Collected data
* * * *

use std::fmt;
use std::str::FromStr;

use chrono::{DateTime, Duration, Utc};
use uuid::Uuid;

use crate::models::{Participant, Session};

#[derive(Debug, thiserror::Error, PartialEq, Eq)]
pub enum QrError {
    #[error("QR code is not a check-in code")]
    Malformed,

    #[error("QR code was not issued by this program")]
    UnknownToken,

    #[error("QR code belongs to a different session")]
    WrongSession,

    #[error("QR code expired at {0}")]
    Expired(DateTime<Utc>),

    #[error("session has already ended")]
    SessionClosed,

    #[error("{0} is not enrolled in this session's program")]
    NotEnrolled(String),
}

/// The string encoded into the QR image: `<session id>.<token>`.
#[derive(Debug, Clone, Copy, PartialEq, Eq)]
pub struct QrPayload {
    pub session_id: Uuid,
    pub token: Uuid,
}

impl fmt::Display for QrPayload {
    fn fmt(&self, f: &mut fmt::Formatter<'_>) -> fmt::Result {
        write!(f, "{}.{}", self.session_id.simple(), self.token.simple())
    }
}

impl FromStr for QrPayload {
    type Err = QrError;

    fn from_str(s: &str) -> Result<Self, Self::Err> {
        let (session, token) = s.trim().split_once('.').ok_or(QrError::Malformed)?;
        Ok(Self {
            session_id: Uuid::parse_str(session).map_err(|_| QrError::Malformed)?,
            token: Uuid::parse_str(token).map_err(|_| QrError::Malformed)?,
        })
    }
}

#[derive(Debug, Clone)]
pub struct QrTicket {
    pub payload: QrPayload,
    pub issued_at: DateTime<Utc>,
    pub expires_at: DateTime<Utc>,
}

/// Mints a fresh token for an open session.
pub fn issue(session: &Session, ttl: Duration, now: DateTime<Utc>) -> Result<QrTicket, QrError> {
    if !session.is_open(now) {
        return Err(QrError::SessionClosed);
    }

    Ok(QrTicket {
        payload: QrPayload {
            session_id: session.session_id,
            token: Uuid::new_v4(),
        },
        issued_at: now,
        expires_at: now + ttl,
    })
}

/// Decides whether a scanned payload may be redeemed against `session`.
///
/// `issued` is the stored ticket looked up by the payload's token, and
/// `scanner` the participant registered under `email`, if either exists.
pub fn check_redemption(
    issued: Option<&QrTicket>,
    payload: &QrPayload,
    session: &Session,
    scanner: Option<&Participant>,
    email: &str,
    now: DateTime<Utc>,
) -> Result<(), QrError> {
    let ticket = issued
        .filter(|t| t.payload.token == payload.token)
        .ok_or(QrError::UnknownToken)?;

    if ticket.payload.session_id != payload.session_id || payload.session_id != session.session_id
    {
        return Err(QrError::WrongSession);
    }

    if now >= ticket.expires_at {
        return Err(QrError::Expired(ticket.expires_at));
    }

    if !session.is_open(now) {
        return Err(QrError::SessionClosed);
    }

    match scanner {
        Some(p) if p.program_id == session.program_id => Ok(()),
        Some(p) => Err(QrError::NotEnrolled(p.email.clone())),
        None => Err(QrError::NotEnrolled(email.to_string())),
    }
}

* * * *

Where in the records does the string "UnknownToken" appear? Copy every line that has it.

    UnknownToken,
        .ok_or(QrError::UnknownToken)?;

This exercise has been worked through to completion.